## Task goal
After checking the listing below, say how many of its lines contain the string "mysql". Only the number is needed.

## Data shown

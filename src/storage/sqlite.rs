//! SQLite-backed document store.
//!
//! All collections share one `documents` table keyed by (collection, id); the
//! body is stored as JSON text. Transactions map onto a SQLite transaction,
//! which rolls back when dropped on the error path.

use async_trait::async_trait;
use serde_json::Value;
use sqlx::Row;
use tracing::instrument;

use super::pool::{create_pool, DbPool};
use super::{Document, DocumentStore, Filter, StorageConfig, StorageError, StorageResult, TxnOp};

const SCHEMA: &str = "CREATE TABLE IF NOT EXISTS documents (\
     collection TEXT NOT NULL, \
     id TEXT NOT NULL, \
     body TEXT NOT NULL, \
     PRIMARY KEY (collection, id))";

#[derive(Debug, Clone)]
pub struct SqliteDocumentStore {
    pool: DbPool,
}

impl SqliteDocumentStore {
    /// Connect and make sure the schema exists.
    pub async fn connect(config: &StorageConfig) -> StorageResult<Self> {
        let pool = create_pool(config).await?;
        Self::from_pool(pool).await
    }

    pub async fn from_pool(pool: DbPool) -> StorageResult<Self> {
        sqlx::query(SCHEMA)
            .execute(&pool)
            .await
            .map_err(|e| StorageError::database(e, "Failed to create documents table"))?;
        Ok(Self { pool })
    }

    pub fn pool(&self) -> &DbPool {
        &self.pool
    }
}

fn encode(doc: &Value, collection: &str, id: &str) -> StorageResult<String> {
    serde_json::to_string(doc)
        .map_err(|e| StorageError::serialization(e, format!("Failed to encode {}/{}", collection, id)))
}

fn decode(body: &str, collection: &str, id: &str) -> StorageResult<Value> {
    serde_json::from_str(body)
        .map_err(|e| StorageError::serialization(e, format!("Failed to decode {}/{}", collection, id)))
}

#[async_trait]
impl DocumentStore for SqliteDocumentStore {
    #[instrument(skip(self, ops), fields(op_count = ops.len()), name = "db_run_transaction")]
    async fn run_transaction(&self, ops: Vec<TxnOp>) -> StorageResult<()> {
        let mut tx = self
            .pool
            .begin()
            .await
            .map_err(|e| StorageError::database(e, "Failed to begin transaction"))?;

        for op in ops {
            match op {
                TxnOp::Insert { collection, id, doc } => {
                    let body = encode(&doc, &collection, &id)?;
                    let result = sqlx::query(
                        "INSERT INTO documents (collection, id, body) VALUES ($1, $2, $3) \
                         ON CONFLICT (collection, id) DO NOTHING",
                    )
                    .bind(&collection)
                    .bind(&id)
                    .bind(&body)
                    .execute(&mut *tx)
                    .await
                    .map_err(|e| {
                        StorageError::database(e, format!("Failed to insert {}/{}", collection, id))
                    })?;
                    if result.rows_affected() == 0 {
                        return Err(StorageError::AlreadyExists { collection, id });
                    }
                }
                TxnOp::Update { collection, id, doc } => {
                    let body = encode(&doc, &collection, &id)?;
                    let result = sqlx::query(
                        "UPDATE documents SET body = $1 WHERE collection = $2 AND id = $3",
                    )
                    .bind(&body)
                    .bind(&collection)
                    .bind(&id)
                    .execute(&mut *tx)
                    .await
                    .map_err(|e| {
                        StorageError::database(e, format!("Failed to update {}/{}", collection, id))
                    })?;
                    if result.rows_affected() == 0 {
                        return Err(StorageError::NotFound { collection, id });
                    }
                }
                TxnOp::Upsert { collection, id, doc } => {
                    let body = encode(&doc, &collection, &id)?;
                    sqlx::query(
                        "INSERT INTO documents (collection, id, body) VALUES ($1, $2, $3) \
                         ON CONFLICT (collection, id) DO UPDATE SET body = excluded.body",
                    )
                    .bind(&collection)
                    .bind(&id)
                    .bind(&body)
                    .execute(&mut *tx)
                    .await
                    .map_err(|e| {
                        StorageError::database(e, format!("Failed to upsert {}/{}", collection, id))
                    })?;
                }
                TxnOp::Delete { collection, id } => {
                    sqlx::query("DELETE FROM documents WHERE collection = $1 AND id = $2")
                        .bind(&collection)
                        .bind(&id)
                        .execute(&mut *tx)
                        .await
                        .map_err(|e| {
                            StorageError::database(
                                e,
                                format!("Failed to delete {}/{}", collection, id),
                            )
                        })?;
                }
            }
        }

        tx.commit().await.map_err(|e| {
            tracing::error!(error = %e, "Failed to commit document transaction");
            StorageError::database(e, "Failed to commit transaction")
        })
    }

    #[instrument(skip(self), name = "db_get_document")]
    async fn get(&self, collection: &str, id: &str) -> StorageResult<Option<Value>> {
        let row = sqlx::query("SELECT body FROM documents WHERE collection = $1 AND id = $2")
            .bind(collection)
            .bind(id)
            .fetch_optional(&self.pool)
            .await
            .map_err(|e| StorageError::database(e, format!("Failed to get {}/{}", collection, id)))?;

        match row {
            Some(row) => {
                let body: String = row.get("body");
                decode(&body, collection, id).map(Some)
            }
            None => Ok(None),
        }
    }

    #[instrument(skip(self, filter), name = "db_find_documents")]
    async fn find(&self, collection: &str, filter: &Filter) -> StorageResult<Vec<Document>> {
        let rows = sqlx::query("SELECT id, body FROM documents WHERE collection = $1 ORDER BY id")
            .bind(collection)
            .fetch_all(&self.pool)
            .await
            .map_err(|e| StorageError::database(e, format!("Failed to scan {}", collection)))?;

        let mut documents = Vec::new();
        for row in rows {
            let id: String = row.get("id");
            let body: String = row.get("body");
            let body = decode(&body, collection, &id)?;
            if filter.matches(&body) {
                documents.push(Document { id, body });
            }
        }
        Ok(documents)
    }
}

#[cfg(test)]
mod tests {
    use super::*;
    use serde_json::json;

    async fn store() -> SqliteDocumentStore {
        let config = StorageConfig { url: "sqlite::memory:".to_string(), ..Default::default() };
        SqliteDocumentStore::connect(&config).await.unwrap()
    }

    #[tokio::test]
    async fn test_transaction_round_trip() {
        let store = store().await;
        store
            .run_transaction(vec![
                TxnOp::insert("secrets", "abc", json!({"owner_tag": "application-mysql"})),
                TxnOp::insert("secretRevisions", "abc-0", json!({"revision": 0})),
            ])
            .await
            .unwrap();

        assert_eq!(
            store.get("secrets", "abc").await.unwrap(),
            Some(json!({"owner_tag": "application-mysql"}))
        );
        assert_eq!(store.get("secrets", "missing").await.unwrap(), None);
    }

    #[tokio::test]
    async fn test_failed_op_rolls_back_whole_batch() {
        let store = store().await;
        store.run_transaction(vec![TxnOp::insert("secrets", "abc", json!({}))]).await.unwrap();

        let err = store
            .run_transaction(vec![
                TxnOp::insert("secretRevisions", "abc-1", json!({})),
                TxnOp::insert("secrets", "abc", json!({})),
            ])
            .await
            .unwrap_err();
        assert!(matches!(err, StorageError::AlreadyExists { .. }));
        assert_eq!(store.get("secretRevisions", "abc-1").await.unwrap(), None);

        let err = store
            .run_transaction(vec![TxnOp::update("secrets", "nope", json!({}))])
            .await
            .unwrap_err();
        assert!(matches!(err, StorageError::NotFound { .. }));
    }

    #[tokio::test]
    async fn test_upsert_delete_and_find() {
        let store = store().await;
        store
            .run_transaction(vec![
                TxnOp::upsert("secrets", "b", json!({"owner": "x", "n": 1})),
                TxnOp::upsert("secrets", "b", json!({"owner": "x", "n": 2})),
                TxnOp::upsert("secrets", "a", json!({"owner": "x"})),
                TxnOp::upsert("secrets", "c", json!({"owner": "y"})),
                TxnOp::delete("secrets", "missing"),
            ])
            .await
            .unwrap();

        let found = store.find("secrets", &Filter::new().eq("owner", "x")).await.unwrap();
        assert_eq!(found.len(), 2);
        assert_eq!(found[0].id, "a");
        assert_eq!(found[1].body, json!({"owner": "x", "n": 2}));

        store.run_transaction(vec![TxnOp::delete("secrets", "a")]).await.unwrap();
        assert_eq!(store.find("secrets", &Filter::new()).await.unwrap().len(), 2);
    }
}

## Response to this exercise
2